▸ Required work
Your job is to set down the stretch of entries that opens with the line containing "let file = File::create(output_path)?;" and closes with the line containing "pub fn read_report(input_path: impl". Keep both end lines, copy each exactly, and add nothing.

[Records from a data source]
--------------------------------------------------

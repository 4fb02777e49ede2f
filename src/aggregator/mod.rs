//! Aggregation of regulatory records into group and time-bucket totals.
//!
//! This module transforms raw records into:
//! - Flat per-group totals (word, section and part counts)
//! - Per-group series over generated time buckets
//! - Calendar-year rollups
//! - Metric views selected from either of the above

pub mod accumulator;
pub mod buckets;
pub mod engine;
pub mod flat;
pub mod metrics;
pub mod normalizer;
pub mod rollup;
pub mod timeseries;

// Re-export main types and functions
pub use accumulator::{GroupKey, GroupTotals, MetricAccumulator, SkipStats};
pub use buckets::{generate_buckets, nearest_bucket, Granularity, LookbackWindow};
pub use engine::{
    build_report, run, run_with, AggregateResult, AggregationEngine, BucketedSeries, RunParams,
    Timeline,
};
pub use flat::{aggregate_flat, aggregate_flat_with, ChunkProgress, FlatAggregate};
pub use metrics::{
    select_flat, select_series, select_total, FlatRow, GroupFilter, Metric, SeriesPoint,
    SeriesRow,
};
pub use normalizer::{
    normalize_record, normalize_records, NormalizeOptions, NormalizedRecord, RecordTime,
    WordSource,
};
pub use rollup::{yearly_rollup, YearGroup, YearlyRollup};
pub use timeseries::{aggregate_time_series, aggregate_time_series_with, TimeSeries};
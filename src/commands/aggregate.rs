//! Aggregate, timeseries and rollup command implementations.
//!
//! Each command:
//! 1. Loads records (flattening title documents if asked)
//! 2. Runs the engine once
//! 3. Selects one view per requested metric
//! 4. Writes the JSON report and/or prints a summary

use super::models::{AggregateArgs, InputArgs, RollupArgs, TimeSeriesArgs};
use crate::aggregator::{
    build_report, normalize_records, select_flat, select_series, select_total, yearly_rollup,
    AggregateResult, AggregationEngine, GroupFilter, NormalizeOptions, RunParams,
};
use crate::output::{
    render_flat_summary, render_series_summary, render_skip_summary, write_json, write_report,
};
use crate::parser::{flatten_titles, read_records, read_title_documents, RawRecord};
use anyhow::{Context, Result};
use chrono::Utc;
use colored::*;
use log::{debug, info};
use std::time::Instant;

/// Execute the aggregate (flat view) command
///
/// **Public** - main entry point called from main.rs
///
/// # Errors
/// * Input read or decode failures
/// * Invalid engine parameters
/// * File write errors
pub fn execute_aggregate(args: AggregateArgs) -> Result<()> {
    let start_time = Instant::now();
    info!("Starting flat aggregation of {}", args.input.path.display());

    info!("Step 1/3: Loading records...");
    let records = load_records(&args.input, &args.config.delimiter)?;

    info!("Step 2/3: Aggregating {} records...", records.len());
    let params = RunParams::flat(&args.config);
    let mut engine = AggregationEngine::from_config(&args.config);
    let result = engine
        .aggregate(&records, &params)
        .context("Failed to aggregate records")?;

    info!("Step 3/3: Writing outputs...");
    let filter = GroupFilter::parse(&args.group, &args.config.delimiter);
    emit(&result, &params, &args, &filter, 0)?;

    info!(
        "Aggregation completed in {:.2}s",
        start_time.elapsed().as_secs_f64()
    );

    Ok(())
}

/// Execute the timeseries command
///
/// **Public** - main entry point called from main.rs
///
/// # Errors
/// * Input read or decode failures
/// * Invalid engine parameters
/// * File write errors
pub fn execute_timeseries(args: TimeSeriesArgs) -> Result<()> {
    let start_time = Instant::now();
    let aggregate = &args.aggregate;
    let now = args.now.unwrap_or_else(Utc::now);

    info!(
        "Starting {} time series over {} years ending {}",
        aggregate.config.granularity, aggregate.config.lookback_years, now
    );

    info!("Step 1/3: Loading records...");
    let records = load_records(&aggregate.input, &aggregate.config.delimiter)?;

    info!("Step 2/3: Bucketing {} records...", records.len());
    let params = RunParams::time_series(&aggregate.config, now);
    let mut engine = AggregationEngine::from_config(&aggregate.config);
    let result = engine
        .aggregate(&records, &params)
        .context("Failed to aggregate records into time buckets")?;

    info!("Step 3/3: Writing outputs...");
    let filter = GroupFilter::parse(&aggregate.group, &aggregate.config.delimiter);
    emit(&result, &params, aggregate, &filter, args.max_points)?;

    info!(
        "Time series completed in {:.2}s",
        start_time.elapsed().as_secs_f64()
    );

    Ok(())
}

/// Execute the rollup command
///
/// **Public** - calendar year/month totals per group
pub fn execute_rollup(args: RollupArgs) -> Result<()> {
    args.config.validate().context("Invalid engine settings")?;

    info!("Step 1/3: Loading records...");
    let records = load_records(&args.input, &args.config.delimiter)?;

    info!("Step 2/3: Rolling up {} records...", records.len());
    let options = NormalizeOptions {
        delimiter: args.config.delimiter.clone(),
        word_source: args.config.word_source,
    };
    let batch = normalize_records(&records, &options);
    let mut rollup = yearly_rollup(&batch.records);
    rollup.skipped += batch.skipped;

    info!("Step 3/3: Writing outputs...");
    if let Some(path) = &args.output {
        write_json(&rollup, path).context("Failed to write rollup JSON")?;
        info!("✓ Rollup written to: {}", path.display());
    }

    if args.print_summary {
        println!("\n{}", "YEARLY ROLLUP".bold());
        for (year, groups) in &rollup.years {
            let words: u64 = groups.values().map(|g| g.total.word_count).sum();
            let sections: u64 = groups.values().map(|g| g.total.section_count).sum();
            println!(
                "  {}  {:>4} titles  {:>12} words  {:>8} sections",
                year.to_string().cyan(),
                groups.len(),
                words,
                sections
            );
        }
        println!("{}", render_skip_summary(&rollup.skipped));
    }

    Ok(())
}

/// Validate aggregate arguments
///
/// **Public** - can be called before execute_aggregate for early validation
pub fn validate_args(args: &AggregateArgs) -> Result<()> {
    if args.input.path.as_os_str().is_empty() {
        anyhow::bail!("Input path cannot be empty");
    }

    if args.metrics.is_empty() {
        anyhow::bail!("At least one metric is required");
    }

    if args.output.is_none() && !args.print_summary {
        anyhow::bail!("Nothing to do: pass --output and/or --summary");
    }

    args.config
        .validate()
        .context("Invalid engine settings")?;

    Ok(())
}

/// Read records from disk, flattening title documents when asked
///
/// **Private** - shared by all aggregation commands
fn load_records(input: &InputArgs, delimiter: &str) -> Result<Vec<RawRecord>> {
    let records = if input.titles {
        let documents = read_title_documents(&input.path)
            .with_context(|| format!("Failed to read title documents from {}", input.path.display()))?;
        flatten_titles(&documents, delimiter)
    } else {
        read_records(&input.path)
            .with_context(|| format!("Failed to read records from {}", input.path.display()))?
    };

    debug!("Loaded {} records", records.len());

    Ok(records)
}

/// Write the report and print summaries for one result
///
/// **Private** - flat views when the result has no series
fn emit(
    result: &AggregateResult,
    params: &RunParams,
    args: &AggregateArgs,
    filter: &GroupFilter,
    max_points: usize,
) -> Result<()> {
    if let Some(path) = &args.output {
        let report = build_report(result, params, &args.metrics, filter);
        write_report(&report, path).context("Failed to write report JSON")?;
        println!("📊 Report written to {}", path.display().to_string().cyan());
    }

    if args.print_summary {
        for &metric in &args.metrics {
            match &result.series {
                Some(series) => {
                    let rows = select_series(result, metric, filter);
                    println!(
                        "\n{}",
                        render_series_summary(metric, series.granularity, &rows, max_points)
                    );
                }
                None => {
                    let rows = select_flat(result, metric, filter);
                    let total = match filter {
                        GroupFilter::All => Some(select_total(result, metric)),
                        GroupFilter::Group(_) => None,
                    };
                    println!("\n{}", render_flat_summary(metric, &rows, total.as_ref()));
                }
            }
        }
        println!("\n{}", render_skip_summary(&result.skipped));
    }

    Ok(())
}
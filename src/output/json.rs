//! JSON report output writer.
//!
//! Writes reports, rollups and flattened records to pretty-printed JSON
//! files.

use crate::parser::schema::AggregateReport;
use crate::utils::error::OutputError;
use log::{debug, info};
use serde::Serialize;
use std::fs::File;
use std::io::{BufReader, BufWriter, Write};
use std::path::Path;

/// Write an aggregate report to a JSON file
///
/// **Public** - main entry point for JSON output
///
/// # Arguments
/// * `report` - Report to write
/// * `output_path` - Path to output JSON file
///
/// # Errors
/// * `OutputError::WriteFailed` - I/O error during write
/// * `OutputError::SerializationFailed` - JSON serialization error
/// * `OutputError::InvalidPath` - Path cannot be created or is invalid
pub fn write_report(report: &AggregateReport, output_path: impl AsRef<Path>) -> Result<(), OutputError> {
    write_json(report, output_path)
}

/// Write any serializable value as pretty JSON
///
/// **Public** - shared by reports, rollups and flattened record dumps
///
/// # Errors
/// Same as [`write_report`]
pub fn write_json<T: Serialize + ?Sized>(
    value: &T,
    output_path: impl AsRef<Path>,
) -> Result<(), OutputError> {
    let output_path = output_path.as_ref();

    info!("Writing JSON to: {}", output_path.display());

    validate_output_path(output_path)?;

    if let Some(parent) = output_path.parent() {
        if !parent.as_os_str().is_empty() && !parent.exists() {
            debug!("Creating parent directories: {}", parent.display());
            std::fs::create_dir_all(parent).map_err(|e| {
                OutputError::InvalidPath(format!(
                    "Cannot create directory {}: {}",
                    parent.display(),
                    e
                ))
            })?;
        }
    }

    let file = File::create(output_path)?;
    let mut writer = BufWriter::new(file);

    serde_json::to_writer_pretty(&mut writer, value)?;
    writer.flush()?;

    info!(
        "JSON written successfully ({} bytes)",
        calculate_file_size(output_path)
    );

    Ok(())
}

/// Validate that output path is writable
///
/// **Private** - internal validation
fn validate_output_path(path: &Path) -> Result<(), OutputError> {
    if path.as_os_str().is_empty() {
        return Err(OutputError::InvalidPath("Path is empty".to_string()));
    }

    if path.is_dir() {
        return Err(OutputError::InvalidPath(format!(
            "Path is a directory: {}",
            path.display()
        )));
    }

    Ok(())
}

fn calculate_file_size(path: &Path) -> u64 {
    std::fs::metadata(path).map(|m| m.len()).unwrap_or(0)
}

/// Read a report from a JSON file
///
/// **Public** - used by the validate command and tests
///
/// # Errors
/// * `OutputError::WriteFailed` - File read error (reusing WriteFailed for I/O)
/// * `OutputError::SerializationFailed` - JSON parse error
pub fn read_report(input_path: impl AsRef<Path>) -> Result<AggregateReport, OutputError> {
    let input_path = input_path.as_ref();

    debug!("Reading report from: {}", input_path.display());

    let file = File::open(input_path)?;
    let report: AggregateReport = serde_json::from_reader(BufReader::new(file))?;

    debug!(
        "Report loaded: version {}, {} groups, {} views",
        report.version,
        report.groups.len(),
        report.views.len()
    );

    Ok(report)
}
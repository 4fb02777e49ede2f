//! Error types for the entire application.
//!
//! We use `thiserror` for library-style errors with custom types,
//! and `anyhow` for application-level error propagation in main.rs and commands.

use thiserror::Error;

/// Errors that can occur while decoding record input
#[derive(Error, Debug)]
pub enum ParseError {
    #[error("JSON deserialization failed: {0}")]
    JsonError(#[from] serde_json::Error),

    #[error("Invalid record format: {0}")]
    InvalidFormat(String),

    #[error("IO error: {0}")]
    IoError(#[from] std::io::Error),
}

/// Caller contract violations on engine parameters.
///
/// Raised before any aggregation work starts.
#[derive(Error, Debug, Clone, PartialEq, Eq)]
pub enum EngineError {
    #[error("Unknown granularity '{0}' (expected daily, weekly, monthly, quarterly or annually)")]
    InvalidGranularity(String),

    #[error("Unknown metric '{0}' (expected wordCount, sectionCount, partCount or avgWordsPerSection)")]
    InvalidMetric(String),

    #[error("Unknown word source '{0}' (expected label or word_count)")]
    InvalidWordSource(String),

    #[error("Group delimiter cannot be empty")]
    EmptyDelimiter,

    #[error("Chunk size must be greater than 0")]
    InvalidChunkSize,

    #[error("Lookback of {0} years is out of range")]
    InvalidLookback(u32),
}

/// Reasons a single record is left out of a view.
///
/// These never abort a run; they are counted and logged.
#[derive(Error, Debug, Clone, PartialEq, Eq)]
pub enum RecordSkip {
    #[error("record has no title_number")]
    MissingEntity,

    #[error("record title_number has no usable identifier")]
    EmptyEntity,

    #[error("record has no date")]
    MissingTimestamp,

    #[error("record date '{0}' could not be parsed")]
    UnparseableTimestamp(String),
}

/// Errors that can occur during file output
#[derive(Error, Debug)]
pub enum OutputError {
    #[error("Failed to write file: {0}")]
    WriteFailed(#[from] std::io::Error),

    #[error("Failed to serialize JSON: {0}")]
    SerializationFailed(#[from] serde_json::Error),

    #[error("Invalid output path: {0}")]
    InvalidPath(String),
}

/// Errors that can occur while loading an engine configuration file
#[derive(Error, Debug)]
pub enum ConfigError {
    #[error("Failed to read config: {0}")]
    ReadFailed(#[from] std::io::Error),

    #[error("Config TOML parse error: {0}")]
    ParseFailed(#[from] toml::de::Error),

    #[error("Invalid configuration: {0}")]
    Invalid(#[from] EngineError),
}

--------------------------------------------------

▸ Written solution
    let file = File::create(output_path)?;
    let mut writer = BufWriter::new(file);

    serde_json::to_writer_pretty(&mut writer, value)?;
    writer.flush()?;

    info!(
        "JSON written successfully ({} bytes)",
        calculate_file_size(output_path)
    );

    Ok(())
}

/// Validate that output path is writable
///
/// **Private** - internal validation
fn validate_output_path(path: &Path) -> Result<(), OutputError> {
    if path.as_os_str().is_empty() {
        return Err(OutputError::InvalidPath("Path is empty".to_string()));
    }

    if path.is_dir() {
        return Err(OutputError::InvalidPath(format!(
            "Path is a directory: {}",
            path.display()
        )));
    }

    Ok(())
}

fn calculate_file_size(path: &Path) -> u64 {
    std::fs::metadata(path).map(|m| m.len()).unwrap_or(0)
}

/// Read a report from a JSON file
///
/// **Public** - used by the validate command and tests
///
/// # Errors
/// * `OutputError::WriteFailed` - File read error (reusing WriteFailed for I/O)
/// * `OutputError::SerializationFailed` - JSON parse error
pub fn read_report(input_path: impl AsRef<Path>) -> Result<AggregateReport, OutputError> {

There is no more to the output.